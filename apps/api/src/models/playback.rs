//! Canonical playback state and partial updates to it
//!
//! One `PlaybackState` document exists per listener. Writers send a
//! `PlaybackPatch` holding only the fields they changed; merging is per field,
//! so the last writer of each field wins independently of the others.

use chrono::{DateTime, Utc};
use serde::{Deserialize, Serialize};
use sqlx::FromRow;
use thiserror::Error;
use uuid::Uuid;

/// Upper bound on queue length accepted in one patch
pub const MAX_QUEUE_LEN: usize = 10_000;

/// Errors from validating a playback patch
#[derive(Debug, Error, PartialEq, Eq)]
pub enum PlaybackValidationError {
    #[error("positionMs must not be negative (got {0})")]
    NegativePosition(i64),
    #[error("currentIndex must not be negative (got {0})")]
    NegativeIndex(i32),
    #[error("queue exceeds maximum length of {MAX_QUEUE_LEN} (got {0})")]
    QueueTooLong(usize),
    #[error("updatedBy cannot be empty")]
    MissingAuthor,
}

/// The per-listener playback document
#[derive(Debug, Clone, PartialEq, Serialize, Deserialize, FromRow)]
#[serde(rename_all = "camelCase")]
pub struct PlaybackState {
    pub listener_id: Uuid,
    pub track_id: Option<String>,
    pub position_ms: i64,
    pub is_playing: bool,
    pub queue: Vec<String>,
    pub current_index: i32,
    pub active_device_id: Option<String>,
    /// `None` until the first write
    pub updated_at: Option<DateTime<Utc>>,
    /// Device id of the last writer
    pub updated_by: Option<String>,
}

impl PlaybackState {
    /// The document a listener has before anything was written
    pub fn default_for(listener_id: Uuid) -> Self {
        Self {
            listener_id,
            track_id: None,
            position_ms: 0,
            is_playing: false,
            queue: Vec::new(),
            current_index: 0,
            active_device_id: None,
            updated_at: None,
            updated_by: None,
        }
    }

    /// Merge a patch into this document field by field
    pub fn apply(&mut self, patch: &PlaybackPatch, now: DateTime<Utc>) {
        if let Some(track_id) = &patch.track_id {
            self.track_id = Some(track_id.clone());
        }
        if let Some(position_ms) = patch.position_ms {
            self.position_ms = position_ms;
        }
        if let Some(is_playing) = patch.is_playing {
            self.is_playing = is_playing;
        }
        if let Some(queue) = &patch.queue {
            self.queue = queue.clone();
        }
        if let Some(current_index) = patch.current_index {
            self.current_index = current_index;
        }
        self.updated_at = Some(now);
        self.updated_by = Some(patch.updated_by.clone());
    }

    /// Set the active device without touching playback fields
    pub fn activate(&mut self, device_id: &str, now: DateTime<Utc>) {
        self.active_device_id = Some(device_id.to_string());
        self.updated_at = Some(now);
        self.updated_by = Some(device_id.to_string());
    }
}

/// A partial update; `None` fields are left as they are
#[derive(Debug, Clone, Default, PartialEq, Serialize, Deserialize)]
#[serde(rename_all = "camelCase")]
pub struct PlaybackPatch {
    /// Device id of the writer
    pub updated_by: String,
    #[serde(default)]
    pub track_id: Option<String>,
    #[serde(default)]
    pub position_ms: Option<i64>,
    #[serde(default)]
    pub is_playing: Option<bool>,
    #[serde(default)]
    pub queue: Option<Vec<String>>,
    #[serde(default)]
    pub current_index: Option<i32>,
}

impl PlaybackPatch {
    pub fn new(updated_by: impl Into<String>) -> Self {
        Self {
            updated_by: updated_by.into(),
            ..Default::default()
        }
    }

    pub fn track(mut self, track_id: impl Into<String>) -> Self {
        self.track_id = Some(track_id.into());
        self
    }

    pub fn position(mut self, position_ms: i64) -> Self {
        self.position_ms = Some(position_ms);
        self
    }

    pub fn playing(mut self, is_playing: bool) -> Self {
        self.is_playing = Some(is_playing);
        self
    }

    pub fn queue(mut self, queue: Vec<String>, current_index: i32) -> Self {
        self.queue = Some(queue);
        self.current_index = Some(current_index);
        self
    }

    /// True when the patch changes no playback field
    pub fn is_empty(&self) -> bool {
        self.track_id.is_none()
            && self.position_ms.is_none()
            && self.is_playing.is_none()
            && self.queue.is_none()
            && self.current_index.is_none()
    }

    pub fn validate(&self) -> Result<(), PlaybackValidationError> {
        if self.updated_by.is_empty() {
            return Err(PlaybackValidationError::MissingAuthor);
        }
        if let Some(position_ms) = self.position_ms {
            if position_ms < 0 {
                return Err(PlaybackValidationError::NegativePosition(position_ms));
            }
        }
        if let Some(current_index) = self.current_index {
            if current_index < 0 {
                return Err(PlaybackValidationError::NegativeIndex(current_index));
            }
        }
        if let Some(queue) = &self.queue {
            if queue.len() > MAX_QUEUE_LEN {
                return Err(PlaybackValidationError::QueueTooLong(queue.len()));
            }
        }
        Ok(())
    }
}

#[cfg(test)]
mod tests {
    use super::*;

    #[test]
    fn test_default_document() {
        let id = Uuid::new_v4();
        let state = PlaybackState::default_for(id);
        assert_eq!(state.listener_id, id);
        assert!(!state.is_playing);
        assert_eq!(state.position_ms, 0);
        assert!(state.queue.is_empty());
        assert_eq!(state.current_index, 0);
        assert!(state.updated_at.is_none());
    }

    #[test]
    fn test_apply_only_touches_present_fields() {
        let mut state = PlaybackState::default_for(Uuid::new_v4());
        let now = Utc::now();

        state.apply(&PlaybackPatch::new("phone").track("T1").position(5000), now);
        state.apply(&PlaybackPatch::new("desktop").playing(true), now);

        assert_eq!(state.track_id.as_deref(), Some("T1"));
        assert_eq!(state.position_ms, 5000);
        assert!(state.is_playing);
        assert_eq!(state.updated_by.as_deref(), Some("desktop"));
    }

    #[test]
    fn test_activate_keeps_playback_fields() {
        let mut state = PlaybackState::default_for(Uuid::new_v4());
        state.apply(&PlaybackPatch::new("phone").track("T9"), Utc::now());
        state.activate("speaker", Utc::now());

        assert_eq!(state.active_device_id.as_deref(), Some("speaker"));
        assert_eq!(state.track_id.as_deref(), Some("T9"));
    }

    #[test]
    fn test_patch_validation() {
        assert!(PlaybackPatch::new("a").position(10).validate().is_ok());
        assert_eq!(
            PlaybackPatch::new("a").position(-1).validate(),
            Err(PlaybackValidationError::NegativePosition(-1))
        );
        assert_eq!(
            PlaybackPatch::new("").validate(),
            Err(PlaybackValidationError::MissingAuthor)
        );
        let huge = vec!["t".to_string(); MAX_QUEUE_LEN + 1];
        assert!(matches!(
            PlaybackPatch::new("a").queue(huge, 0).validate(),
            Err(PlaybackValidationError::QueueTooLong(_))
        ));
    }

    #[test]
    fn test_patch_is_empty() {
        assert!(PlaybackPatch::new("a").is_empty());
        assert!(!PlaybackPatch::new("a").playing(false).is_empty());
    }

    #[test]
    fn test_state_json_shape() {
        let state = PlaybackState::default_for(Uuid::nil());
        let json = serde_json::to_value(&state).unwrap();
        assert_eq!(json["isPlaying"], false);
        assert_eq!(json["positionMs"], 0);
        assert_eq!(json["currentIndex"], 0);
        assert!(json["queue"].as_array().unwrap().is_empty());
    }
}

**TASK INSTRUCTIONS:** Write out the records exactly, starting at the first line and stopping after the line that contains "#[derive(Debug, Error, PartialEq, Eq)]".

**ANSWER BELOW:**
filename apps/api/src/models/playback.rs
//! Canonical playback state and partial updates to it
//!
//! One `PlaybackState` document exists per listener. Writers send a
//! `PlaybackPatch` holding only the fields they changed; merging is per field,
//! so the last writer of each field wins independently of the others.

use chrono::{DateTime, Utc};
use serde::{Deserialize, Serialize};
use sqlx::FromRow;
use thiserror::Error;
use uuid::Uuid;

/// Upper bound on queue length accepted in one patch
pub const MAX_QUEUE_LEN: usize = 10_000;

/// Errors from validating a playback patch
#[derive(Debug, Error, PartialEq, Eq)]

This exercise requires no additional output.